The choice for Asō, in other words, is bleak. Win on the 12th and the pressure to delay the general election and accelerate the party election may recede, but the fight over the manifesto will intensify. Lose on the 12th and the pressure on Asō to resign or, failing that, on the party leadership to accelerate the LDP presidential election will grow inexorably. And to take Asō's own words, the local is the local. An LDP victory on 12 July will say little about the party's prospects in a general election.
There may be a truce in the LDP, but the worst fighting is yet to come.
1 comment:
What I don't get is why anyone, even the hardest-core Koizumi-ites believe that it is in their interests to ditch their leader before an election, especially one where the opposition party has a chance of winning. If you want to signal to the electorate that your party is riven by factional infighting and is in no shape to form a government, that would be the way to do it. Ozawa obviously understood this, and hung on for dear life until an orderly transition was possible, which made the DPJ seem more united than its detractors would have us believe. Recent developments within the LDP suggest that some factions do not care about electoral victory at all.
Which leads me to a conclusion, which is based on nothing but rampant speculation.

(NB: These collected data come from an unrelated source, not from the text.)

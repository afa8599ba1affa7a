use super::model::{NewsItem, RawEntry};
use super::text::{
    decode_entities, extract_img_src, strip_html, truncate, valid_http_url, DESCRIPTION_MAX_CHARS,
};
use crate::domain::source::Source;
use chrono::{DateTime, NaiveDateTime, Utc};

const UNKNOWN_AUTHOR: &str = "Unknown";

/// Build the canonical item for one raw entry.
///
/// Returns `None` when the entry has no title, or has neither a link nor a
/// guid. `now` stands in for entries without a usable date, which keeps this
/// a pure function of its inputs.
pub fn normalize(entry: &RawEntry, source: &Source, now: DateTime<Utc>) -> Option<NewsItem> {
    let title = display_text(entry.title.as_deref())?;
    let link = non_empty(entry.link.as_deref()).or_else(|| non_empty(entry.guid.as_deref()))?;

    Some(NewsItem {
        id: link.clone(),
        title,
        link,
        description: extract_description(entry),
        pub_date: extract_pub_date(entry).unwrap_or(now),
        source: source.name.clone(),
        source_icon: source.icon.clone(),
        category: source.category.clone(),
        author: extract_author(entry),
        image_url: extract_image_url(entry).unwrap_or_default(),
    })
}

fn display_text(value: Option<&str>) -> Option<String> {
    value.map(decode_entities).filter(|v| !v.is_empty())
}

fn non_empty(value: Option<&str>) -> Option<String> {
    value
        .map(str::trim)
        .filter(|v| !v.is_empty())
        .map(str::to_string)
}

fn extract_description(entry: &RawEntry) -> String {
    let description = non_empty(entry.content_snippet.as_deref())
        .or_else(|| stripped(entry.description.as_deref()))
        .or_else(|| stripped(entry.content_encoded.as_deref()))
        .or_else(|| stripped(entry.content.as_deref()))
        .unwrap_or_default();

    truncate(&description, DESCRIPTION_MAX_CHARS)
}

fn stripped(html: Option<&str>) -> Option<String> {
    html.map(strip_html).filter(|text| !text.is_empty())
}

fn extract_author(entry: &RawEntry) -> String {
    display_text(entry.creator.as_deref())
        .or_else(|| display_text(entry.author.as_deref()))
        .or_else(|| display_text(entry.dc_creator.as_deref()))
        .unwrap_or_else(|| UNKNOWN_AUTHOR.to_string())
}

fn extract_image_url(entry: &RawEntry) -> Option<String> {
    let media_content = entry
        .media_content
        .iter()
        .filter(|m| m.may_be_image())
        .map(|m| m.url.as_str());
    let media_thumbnail = entry.media_thumbnail.iter().map(|m| m.url.as_str());
    let media_group = entry
        .media_group
        .first()
        .filter(|m| m.may_be_image())
        .map(|m| m.url.as_str());
    let enclosure = entry
        .enclosure
        .as_ref()
        .filter(|e| {
            e.mime_type
                .as_deref()
                .map_or(true, |mime| mime.starts_with("image/"))
        })
        .map(|e| e.url.as_str());

    media_content
        .chain(media_thumbnail)
        .chain(media_group)
        .chain(enclosure)
        .find_map(valid_http_url)
        .or_else(|| {
            [entry.content.as_deref(), entry.content_encoded.as_deref()]
                .into_iter()
                .flatten()
                .filter_map(extract_img_src)
                .find_map(|src| valid_http_url(&src))
        })
}

fn extract_pub_date(entry: &RawEntry) -> Option<DateTime<Utc>> {
    [entry.iso_date.as_deref(), entry.pub_date.as_deref()]
        .into_iter()
        .flatten()
        .find_map(parse_date)
}

/// Parse the date formats seen in the wild: RFC 3339, RFC 2822 and a few
/// zone-less variants which are read as UTC.
pub fn parse_date(raw: &str) -> Option<DateTime<Utc>> {
    let raw = raw.trim();
    if raw.is_empty() {
        return None;
    }

    if let Ok(dt) = DateTime::parse_from_rfc3339(raw) {
        return Some(dt.with_timezone(&Utc));
    }
    if let Ok(dt) = DateTime::parse_from_rfc2822(raw) {
        return Some(dt.with_timezone(&Utc));
    }

    const NAIVE_FORMATS: [&str; 3] = ["%Y-%m-%dT%H:%M:%S%.f", "%Y-%m-%d %H:%M:%S", "%a, %d %b %Y %H:%M:%S"];
    NAIVE_FORMATS
        .iter()
        .find_map(|format| NaiveDateTime::parse_from_str(raw, format).ok())
        .map(|naive| naive.and_utc())
}
use crate::e2e::helpers;

use helpers::TestContext;
use hyper::StatusCode;
use pretty_assertions::assert_eq;
use serde_json::Value;
use test_context::test_context;

#[test_context(TestContext)]
#[tokio::test]
async fn it_should_list_all_configured_sources(ctx: &TestContext) {
    let client = ctx
        .spawn_app(vec![
            ctx.source("Healthy", "/healthy.xml", "news"),
            ctx.source("Many", "/many.xml", "sports"),
            ctx.source("Atom", "/atom.xml", "news"),
        ])
        .await;

    let response = client.get("/api/sources").await.unwrap();

    response.assert_status(StatusCode::OK);

    let body = response.body.as_ref().unwrap();
    let names: Vec<&str> = body["sources"]
        .as_array()
        .unwrap()
        .iter()
        .filter_map(|s| s["name"].as_str())
        .collect();
    assert_eq!(names, vec!["Healthy", "Many", "Atom"]);

    let first = &body["sources"][0];
    assert!(first["url"].as_str().unwrap().ends_with("/healthy.xml"));
    assert_eq!(first["category"], "news");
    assert!(first["icon"].is_string());
}

#[test_context(TestContext)]
#[tokio::test]
async fn it_should_filter_sources_by_category(ctx: &TestContext) {
    let client = ctx
        .spawn_app(vec![
            ctx.source("Healthy", "/healthy.xml", "news"),
            ctx.source("Many", "/many.xml", "sports"),
        ])
        .await;

    let response = client.get("/api/sources?category=sports").await.unwrap();

    response.assert_status(StatusCode::OK);

    let sources = response.body.as_ref().unwrap()["sources"].as_array().unwrap().clone();
    assert_eq!(sources.len(), 1);
    assert_eq!(sources[0]["name"], "Many");
}

#[test_context(TestContext)]
#[tokio::test]
async fn it_should_return_no_sources_for_unknown_category(ctx: &TestContext) {
    let client = ctx
        .spawn_app(vec![ctx.source("Healthy", "/healthy.xml", "news")])
        .await;

    let response = client.get("/api/sources?category=weather").await.unwrap();

    response.assert_status(StatusCode::OK);

    let body = response.body.as_ref().unwrap();
    assert_eq!(body["sources"], Value::Array(vec![]));
}

#[test_context(TestContext)]
#[tokio::test]
async fn it_should_list_distinct_categories_in_catalog_order(ctx: &TestContext) {
    let client = ctx
        .spawn_app(vec![
            ctx.source("One", "/healthy.xml", "sports"),
            ctx.source("Two", "/many.xml", "news"),
            ctx.source("Three", "/atom.xml", "sports"),
        ])
        .await;

    let response = client.get("/api/categories").await.unwrap();

    response.assert_status(StatusCode::OK);

    let body = response.body.as_ref().unwrap();
    assert_eq!(body["categories"], serde_json::json!(["sports", "news"]));
}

Perhaps the Koizumi-ites are attempting to "rebrand" - or more accurately, given the party's historical lack of an ideological position, "brand" - the LDP as the party of reform before an election that they know they are going to lose. When the electoral battle is over and the DPJ have won, the reformists, with an established party behind them, will be ahead of the game when it comes to political realignment. The "traditionalists" in the LDP will have to find a political home elsewhere.
Speaking of the DPJ, why the hell are people like Koshiishi Azuma, the "majority leader of the House of Councillors" still holding out the possiblility of a censure motion against the PM? Is it likely that the anti-Aso brigade in the LDP would choose to support such a censure? If so, does a censure motion have the same effect as a vote of no-confidence in Westminster systems, which bring about house dissolutions? If not, why bother? Fukuda basically proved that censure motions could quite happily be ignored. It just looks like a waste of the House's time.